Question

I'm studying databases and am currently working on a object-relational DB project and I've encountered a small problem with the number of possible constraints in an object table. I'm using "Database Systems: The Complete Book" by Hector Garcia-Molina (and other authors) as a reference and there's a general SQL example like this:

CREATE TYPE StarType AS (
  name CHAR(30),
  address AddressType,
  bestMovie REF(MovieType) SCOPE Movies
);

Now, I have a kind of a similar type in my project, as it also uses reference to another type within a type, but the clause for placing a reference there doesn't include SCOPE in Oracle (at least I haven't found it in the docs and it outputs an error). So I have a type like this:

CREATE OR REPLACE TYPE "ApplicationType" AS OBJECT (
  "person" REF "PersonType",
  "competition" REF "CompetitionType",
  "dateApplied" DATE
);
/

...which works. But when I want to constrain the REF columns, I can constrain only one, as so:

CREATE TABLE "Applications" OF "ApplicationType" (
  "person" SCOPE IS "People" /* or "competition" SCOPE IS "Competitions" */
)
OBJECT IDENTIFIER IS SYSTEM GENERATED;

Is there any way to give constraints to both REF columns?

Was it helpful?

Solution

This works just fine:

CREATE TABLE Applications OF ApplicationType (
  person SCOPE IS People,
  competition SCOPE IS Competitions
)
OBJECT IDENTIFIER IS SYSTEM GENERATED;

Maybe you tried creating the table using or instead of , for separating the constraints(as seen in your comment).

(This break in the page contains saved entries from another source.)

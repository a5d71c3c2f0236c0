use std::sync::Arc;

use kadre_plugin_core::{
    PluginCatalog, PluginContractVersion, PluginHandler, PluginIssue, Symbol, SymbolRegistry,
};
use pretty_assertions::assert_eq;

use super::*;
use crate::image::{ActionImage, EntryImage, PluginImage, SchemeImage};

struct FixturePlugin {
    version: PluginContractVersion,
    symbols: Vec<&'static str>,
}

impl FixturePlugin {
    fn with_symbols(symbols: Vec<&'static str>) -> Arc<Self> {
        Arc::new(Self {
            version: PluginContractVersion::CURRENT,
            symbols,
        })
    }
}

impl PluginHandler for FixturePlugin {
    fn version(&self) -> PluginContractVersion {
        self.version
    }

    fn init(&self, registry: &mut SymbolRegistry, _conf: Option<&str>) -> Result<(), PluginIssue> {
        for name in &self.symbols {
            registry.register(Symbol::new(*name, |_ctx| 0))?;
        }
        Ok(())
    }
}

fn demo_image() -> SchemeImage {
    SchemeImage {
        plugins: vec![PluginImage::named("kadre")],
        ptypes: vec![EntryImage {
            purpose: Some("ptype".to_owned()),
            actions: vec![ActionImage::with_sym("accept_any")],
            ..EntryImage::named("STRING")
        }],
        views: vec![EntryImage {
            entries: vec![EntryImage {
                help: Some("Show system facts".to_owned()),
                entries: vec![EntryImage {
                    actions: vec![ActionImage {
                        script: Some("v1.0\n".to_owned()),
                        ..ActionImage::with_sym("print")
                    }],
                    ..EntryImage::named("version")
                }],
                ..EntryImage::named("show")
            }],
            ..EntryImage::named("main")
        }],
    }
}

fn demo_catalog() -> PluginCatalog {
    let mut catalog = PluginCatalog::new();
    catalog
        .register(
            "kadre",
            FixturePlugin::with_symbols(vec!["print", "accept_any", "nav"]),
        )
        .expect("catalog register");
    catalog
}

#[test]
fn builds_views_and_ptypes_from_image() {
    let scheme = Scheme::from_image(&demo_image()).expect("load");
    assert_eq!(scheme.views().len(), 1);
    assert_eq!(scheme.ptypes().len(), 1);

    let main = scheme.find_view("main").expect("main view");
    assert_eq!(scheme.entry(main).children().len(), 1);

    let string_ptype = scheme.find_ptype("STRING").expect("ptype");
    assert_eq!(scheme.entry(string_ptype).purpose(), EntryPurpose::Ptype);
}

#[test]
fn find_entry_by_path_walks_declared_children() {
    let scheme = Scheme::from_image(&demo_image()).expect("load");
    let version = scheme
        .find_entry_by_path("/main/show/version")
        .expect("nested path");
    assert_eq!(scheme.entry(version).name(), "version");
    assert_eq!(
        scheme.entry(version).actions()[0].script(),
        Some("v1.0\n")
    );
    assert!(scheme.find_entry_by_path("/main/absent").is_none());
    // Unanchored paths resolve from the root too.
    assert_eq!(scheme.find_entry_by_path("main/show"), scheme.find_entry_by_path("/main/show"));
}

#[test]
fn duplicate_view_images_merge_scalars_and_append_children() {
    let mut image = demo_image();
    image.views.push(EntryImage {
        help: Some("Entry point".to_owned()),
        entries: vec![EntryImage::named("exit")],
        ..EntryImage::named("main")
    });

    let scheme = Scheme::from_image(&image).expect("load");
    assert_eq!(scheme.views().len(), 1);
    let main = scheme.find_view("main").expect("main");
    assert_eq!(scheme.entry(main).help(), Some("Entry point"));
    let names: Vec<&str> = scheme
        .entry(main)
        .children()
        .iter()
        .map(|&id| scheme.entry(id).name())
        .collect();
    assert_eq!(names, vec!["show", "exit"]);
}

#[test]
fn same_path_child_merges_instead_of_duplicating() {
    let mut image = demo_image();
    image.views.push(EntryImage {
        entries: vec![EntryImage {
            entries: vec![EntryImage::named("interfaces")],
            ..EntryImage::named("show")
        }],
        ..EntryImage::named("main")
    });

    let scheme = Scheme::from_image(&image).expect("load");
    let show = scheme.find_entry_by_path("/main/show").expect("show");
    let names: Vec<&str> = scheme
        .entry(show)
        .children()
        .iter()
        .map(|&id| scheme.entry(id).name())
        .collect();
    assert_eq!(names, vec!["version", "interfaces"]);
}

#[test]
fn duplicate_plugin_names_are_errors() {
    let mut image = demo_image();
    image.plugins.push(PluginImage::named("kadre"));
    let err = Scheme::from_image(&image).expect_err("duplicate plugin");
    assert_eq!(err.len(), 1);
    assert!(err.iter().any(|error| matches!(
        error,
        SchemeError::DuplicateName { scope: "plugins", .. }
    )));
}

#[test]
fn illegal_attribute_values_all_accumulate() {
    let mut image = demo_image();
    image.views[0].entries[0].mode = Some("roundabout".to_owned());
    image.views[0].entries[0].min = Some("many".to_owned());
    let err = Scheme::from_image(&image).expect_err("bad attrs");
    assert_eq!(err.len(), 2);
}

#[test]
fn prepare_binds_symbols_and_ptypes() {
    let mut image = demo_image();
    image.views[0].entries[0].entries.push(EntryImage {
        ptype: Some("STRING".to_owned()),
        ..EntryImage::named("pattern")
    });
    let mut scheme = Scheme::from_image(&image).expect("load");
    scheme.prepare(&demo_catalog()).expect("prepare");
    assert!(scheme.is_prepared());

    let version = scheme
        .find_entry_by_path("/main/show/version")
        .expect("version");
    let bound = scheme.entry(version).actions()[0]
        .symbol()
        .expect("bound symbol");
    assert_eq!(bound.plugin, "kadre");
    assert_eq!(bound.symbol.name(), "print");

    let pattern = scheme
        .find_entry_by_path("/main/show/pattern")
        .expect("pattern");
    assert_eq!(
        scheme.entry(pattern).ptype(),
        scheme.find_ptype("STRING")
    );
}

#[test]
fn prepare_is_idempotent() {
    let mut scheme = Scheme::from_image(&demo_image()).expect("load");
    scheme.prepare(&demo_catalog()).expect("first prepare");
    scheme.prepare(&demo_catalog()).expect("second prepare is a no-op");
}

#[test]
fn ambiguous_symbol_reports_one_error_per_action_naming_both_plugins() {
    let mut image = demo_image();
    image.plugins = vec![PluginImage::named("alpha"), PluginImage::named("beta")];
    // Second action that also resolves ambiguously.
    image.views[0].entries[0].entries[0]
        .actions
        .push(ActionImage::with_sym("print"));

    let mut catalog = PluginCatalog::new();
    catalog
        .register("alpha", FixturePlugin::with_symbols(vec!["print", "accept_any"]))
        .expect("alpha");
    catalog
        .register("beta", FixturePlugin::with_symbols(vec!["print", "accept_any"]))
        .expect("beta");

    let mut scheme = Scheme::from_image(&image).expect("load");
    let err = scheme.prepare(&catalog).expect_err("ambiguity");
    let ambiguous: Vec<&SchemeError> = err
        .iter()
        .filter(|error| matches!(error, SchemeError::AmbiguousSymbol { .. }))
        .collect();
    // "print" twice and "accept_any" once.
    assert_eq!(ambiguous.len(), 3);
    for error in ambiguous {
        let SchemeError::AmbiguousSymbol { first, second, .. } = error else {
            unreachable!();
        };
        assert_eq!(first, "alpha");
        assert_eq!(second, "beta");
    }
    assert!(!scheme.is_prepared());
}

#[test]
fn global_plugin_wins_symbol_ties() {
    let mut image = demo_image();
    image.plugins = vec![
        PluginImage::named("alpha"),
        PluginImage {
            global: Some("true".to_owned()),
            ..PluginImage::named("beta")
        },
    ];

    let mut catalog = PluginCatalog::new();
    catalog
        .register("alpha", FixturePlugin::with_symbols(vec!["print", "accept_any"]))
        .expect("alpha");
    catalog
        .register("beta", FixturePlugin::with_symbols(vec!["print", "accept_any"]))
        .expect("beta");

    let mut scheme = Scheme::from_image(&image).expect("load");
    scheme.prepare(&catalog).expect("global tiebreak");
    let version = scheme
        .find_entry_by_path("/main/show/version")
        .expect("version");
    assert_eq!(
        scheme.entry(version).actions()[0]
            .symbol()
            .expect("bound")
            .plugin,
        "beta"
    );
}

#[test]
fn plugin_qualified_symbol_bypasses_search() {
    let mut image = demo_image();
    image.plugins = vec![PluginImage::named("alpha"), PluginImage::named("beta")];
    image.views[0].entries[0].entries[0].actions[0].sym = Some("beta.print".to_owned());
    image.ptypes[0].actions[0].sym = Some("alpha.accept_any".to_owned());

    let mut catalog = PluginCatalog::new();
    catalog
        .register("alpha", FixturePlugin::with_symbols(vec!["print", "accept_any"]))
        .expect("alpha");
    catalog
        .register("beta", FixturePlugin::with_symbols(vec!["print", "accept_any"]))
        .expect("beta");

    let mut scheme = Scheme::from_image(&image).expect("load");
    scheme.prepare(&catalog).expect("qualified binding");
    let version = scheme
        .find_entry_by_path("/main/show/version")
        .expect("version");
    assert_eq!(
        scheme.entry(version).actions()[0]
            .symbol()
            .expect("bound")
            .plugin,
        "beta"
    );
}

#[test]
fn incompatible_plugin_version_is_reported() {
    let image = demo_image();
    let mut catalog = PluginCatalog::new();
    catalog
        .register(
            "kadre",
            Arc::new(FixturePlugin {
                version: PluginContractVersion::new(2, 0),
                symbols: vec!["print", "accept_any"],
            }),
        )
        .expect("register");

    let mut scheme = Scheme::from_image(&image).expect("load");
    let err = scheme.prepare(&catalog).expect_err("version gate");
    assert!(err.iter().any(|error| matches!(
        error,
        SchemeError::IncompatiblePluginVersion { .. }
    )));
    // The unloadable plugin also leaves the actions unresolved; every
    // failure is reported, not just the first.
    assert!(err.len() > 1);
}

#[test]
fn ref_substitutes_children_from_target() {
    let mut image = demo_image();
    image.views.push(EntryImage {
        ref_: Some("/main/show".to_owned()),
        ..EntryImage::named("shortcut")
    });

    let mut scheme = Scheme::from_image(&image).expect("load");
    scheme.prepare(&demo_catalog()).expect("prepare");

    let shortcut = scheme.find_view("shortcut").expect("shortcut");
    let show = scheme.find_entry_by_path("/main/show").expect("show");
    assert_eq!(
        scheme.entry(shortcut).children(),
        scheme.entry(show).children()
    );
}

#[test]
fn ref_cycles_are_forbidden() {
    let mut image = demo_image();
    image.views.push(EntryImage {
        ref_: Some("/b".to_owned()),
        ..EntryImage::named("a")
    });
    image.views.push(EntryImage {
        ref_: Some("/a".to_owned()),
        ..EntryImage::named("b")
    });

    let mut scheme = Scheme::from_image(&image).expect("load");
    let err = scheme.prepare(&demo_catalog()).expect_err("cycle");
    assert!(err.iter().any(|error| matches!(
        error,
        SchemeError::UnresolvedRef { reference, .. } if reference.contains("cycle")
    )));
}

#[test]
fn ptype_reference_must_name_a_ptype() {
    let mut image = demo_image();
    image.views[0].entries[0].entries.push(EntryImage {
        ptype: Some("/main/show".to_owned()),
        ..EntryImage::named("bad")
    });
    image.views[0].entries[0].entries.push(EntryImage {
        ptype: Some("MISSING".to_owned()),
        ..EntryImage::named("gone")
    });

    let mut scheme = Scheme::from_image(&image).expect("load");
    let err = scheme.prepare(&demo_catalog()).expect_err("ptype binding");
    assert!(err
        .iter()
        .any(|error| matches!(error, SchemeError::IllegalValue { attr: "ptype", .. })));
    assert!(err
        .iter()
        .any(|error| matches!(error, SchemeError::UnresolvedRef { reference, .. } if reference == "MISSING")));
}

It's also easy to test your constraints. Just create these two additional dummy tables:

CREATE TABLE People2 OF PersonType
OBJECT IDENTIFIER IS SYSTEM GENERATED;

CREATE TABLE Competitions2 OF CompetitionType
OBJECT IDENTIFIER IS SYSTEM GENERATED;

Then:

INSERT INTO People VALUES('p1');
INSERT INTO People2 VALUES('p21');
INSERT INTO Competitions VALUES('c1');
INSERT INTO Competitions2 VALUES('c21');
COMMIT;
INSERT INTO Applications
VALUES
(
   (SELECT REF(p) FROM People p WHERE person = 'p1'),
   (SELECT REF(c) FROM Competitions2 c WHERE competition = 'c21'),
   SYSDATE
);

results in an ORA-22889 since the refered value is not in the specified scoped table(which is Competitions, not the dummy Competitions2). You can test similarly using People2 instead of People.